Unfortunately, my wrapper is not really good enough for public
consumption, but I can explain how it works and you might be able to use
the same idea for your own applications. Basically, Gnuplot is run as a
subprocess from Ruby. You pass whatever commands and data you want to
Gnuplot through a stream to that subprocess. When it’s done plotting,
Gnuplot writes an image file to disk (JPG or other format). Finally you
create a Wx::Image from the image file and draw it as Wx::Bitmap on a
dc.

You can get pretty nice looking charts out of Gnuplot but you might have
to work at it. The Gnuplot syntax can be a pain, but it does come with
a lot of example files that help a lot. It also has an interactive GUI
that is handy for testing command syntax. One thing that Gnuplot cannot
do is pie charts. However, if you really need pie charts, they would be
easy enough to implement yourself by drawing directly with wx.
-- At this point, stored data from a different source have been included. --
//! Metal 4 backend (macOS).
//!
//! SPIR-V modules are cross-compiled to MSL; ray tracing dispatches through
//! per-payload function tables instead of a shader binding table. Residency
//! sets keep referenced allocations resident while work runs.

mod acceleration;
mod bind_set;
mod command;
mod device;
mod pipeline;
mod resource;
mod shader;
mod sync;

use objc2::rc::Retained;
use objc2::runtime::ProtocolObject;
use objc2_metal as mtl;

use crate::error::GpuResult;
use crate::handle_store::ResourceStore;
use crate::{DeviceFeatures, DeviceProperties};

pub(crate) use bind_set::BindSetRecord;
pub(crate) use command::CommandBufferRecord;
pub(crate) use device::Device;
pub(crate) use pipeline::PipelineRecord;
pub(crate) use resource::{BufferRecord, ImageRecord, SamplerRecord};
pub(crate) use shader::ShaderRecord;

pub(crate) struct SemaphoreRecord {
    pub event: Retained<ProtocolObject<dyn mtl::MTLSharedEvent>>,
}

pub(crate) struct BlasRecord {
    pub acceleration_structure: Retained<ProtocolObject<dyn mtl::MTLAccelerationStructure>>,
    pub is_opaque: bool,
}

pub(crate) struct TlasRecord {
    pub acceleration_structure: Retained<ProtocolObject<dyn mtl::MTLAccelerationStructure>>,
    /// Referenced bottom-level structures, kept for residency tracking.
    pub blases: Vec<Retained<ProtocolObject<dyn mtl::MTLAccelerationStructure>>>,
}

macro_rules! resolve {
    ($ctx:expr, $store:ident, $handle:expr) => {
        match $ctx.$store.get($handle.0) {
            Some(record) => record,
            None => crate::error::fatal!("invalid handle!"),
        }
    };
}

macro_rules! resolve_mut {
    ($ctx:expr, $store:ident, $handle:expr) => {
        match $ctx.$store.get_mut($handle.0) {
            Some(record) => record,
            None => crate::error::fatal!("invalid handle!"),
        }
    };
}

pub(crate) use resolve;
pub(crate) use resolve_mut;

/// The per-process GPU context. Not thread-safe; callers serialize all entry
/// points.
pub struct Context {
    pub(crate) device: Device,

    pub(crate) buffers: ResourceStore<BufferRecord>,
    pub(crate) images: ResourceStore<ImageRecord>,
    pub(crate) shaders: ResourceStore<ShaderRecord>,
    pub(crate) pipelines: ResourceStore<PipelineRecord>,
    pub(crate) semaphores: ResourceStore<SemaphoreRecord>,
    pub(crate) command_buffers: ResourceStore<CommandBufferRecord>,
    pub(crate) samplers: ResourceStore<SamplerRecord>,
    pub(crate) blases: ResourceStore<BlasRecord>,
    pub(crate) tlases: ResourceStore<TlasRecord>,
    pub(crate) bind_sets: ResourceStore<BindSetRecord>,
}

impl Context {
    pub fn initialize(
        app_name: &str,
        _version_major: u32,
        _version_minor: u32,
        _version_patch: u32,
    ) -> GpuResult<Context> {
        let device = device::create_device(app_name)?;

        Ok(Context {
            device,
            buffers: ResourceStore::new(16),
            images: ResourceStore::new(128),
            shaders: ResourceStore::new(32),
            pipelines: ResourceStore::new(8),
            semaphores: ResourceStore::new(16),
            command_buffers: ResourceStore::new(16),
            samplers: ResourceStore::new(8),
            blases: ResourceStore::new(1024),
            tlases: ResourceStore::new(1),
            bind_sets: ResourceStore::new(32),
        })
    }

    pub fn device_features(&self) -> &DeviceFeatures {
        &self.device.features
    }

    pub fn device_properties(&self) -> &DeviceProperties {
        &self.device.properties
    }
}
//! Error types shared by all backends.

use thiserror::Error;

/// Recoverable failures surfaced across the API boundary.
///
/// Programming errors (dangling handles, over-limit descriptor counts,
/// driver-level pipeline failures) are not represented here; those paths go
/// through [`fatal!`](crate::fatal) and abort the process.
#[derive(Debug, Error)]
pub enum GpuError {
    #[error("no suitable GPU found")]
    NoSuitableGpu,
    #[error("failed to load the GPU runtime: {0}")]
    RuntimeUnavailable(String),
    #[error("device allocation failed: {0}")]
    AllocationFailed(String),
    #[error("resource creation failed: {0}")]
    CreationFailed(&'static str),
    #[error("shader reflection failed: {0}")]
    ReflectionFailed(&'static str),
    #[error("semaphore wait timed out")]
    Timeout,
}

pub type GpuResult<T> = Result<T, GpuError>;

/// Logs `file:line: message` and returns the given error. Mirror of the
/// recoverable-failure convention used by every fallible operation.
macro_rules! recoverable {
    ($err:expr, $($arg:tt)*) => {{
        log::error!("{}:{}: {}", file!(), line!(), format_args!($($arg)*));
        return Err($err);
    }};
}

/// Unrecoverable programming error: logs `file:line: message` and aborts.
/// These paths are unreachable in correct callers.
macro_rules! fatal {
    ($($arg:tt)*) => {{
        log::error!("{}:{}: {}", file!(), line!(), format_args!($($arg)*));
        panic!("{}", format_args!($($arg)*));
    }};
}

pub(crate) use fatal;
pub(crate) use recoverable;
//! Command buffer recording: binds, copies, barriers, dispatches, traces,
//! and timestamps.

use ash::vk;

use super::image::IMAGE_SUBRESOURCE_RANGE;
use super::pipeline::PipelineKind;
use super::{
    pipeline_stages_for_shader_stages, resolve, resolve_mut, CommandBufferRecord, Context,
    RT_PIPELINE_STAGE_FLAGS,
};
use crate::error::{fatal, recoverable, GpuError, GpuResult};
use crate::limits::{MAX_BUFFER_UPDATE_SIZE, MAX_TIMESTAMP_QUERIES, WHOLE_SIZE};
use crate::reflection::DescriptorType;
use crate::{
    BindSet, Buffer, BufferImageCopyDesc, CommandBuffer, Image, ImageBinding, Pipeline,
    PipelineBarrier, Shader,
};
To implement your own wrapper for Gnuplot, I definitely recommend
studying rgplot (or use it “as is”, if it works for you). One thing to
look out for is that Gnuplot will be running asynchronously from
whatever else you are doing in Ruby or wx. So I use the on_timer event
to watch for the image file to be completed. After a lot of
experimentation, I found that (File.exists?(path) and File.size(path) >
0) is the best test to see if the image file is actually ready to be
loaded into wx. Also, if you need to create multiple charts at the same
time, you will need to write a manager that sequentially feeds jobs to
Gnuplot and then collects the resulting images. I was able to do that
without too much trouble, again using the on_timer event.

Maybe someday I’ll be able to put together a wrapper that I would be
willing to share. At the moment I’m not working on this actively, but I
hope to get back to it in a few months.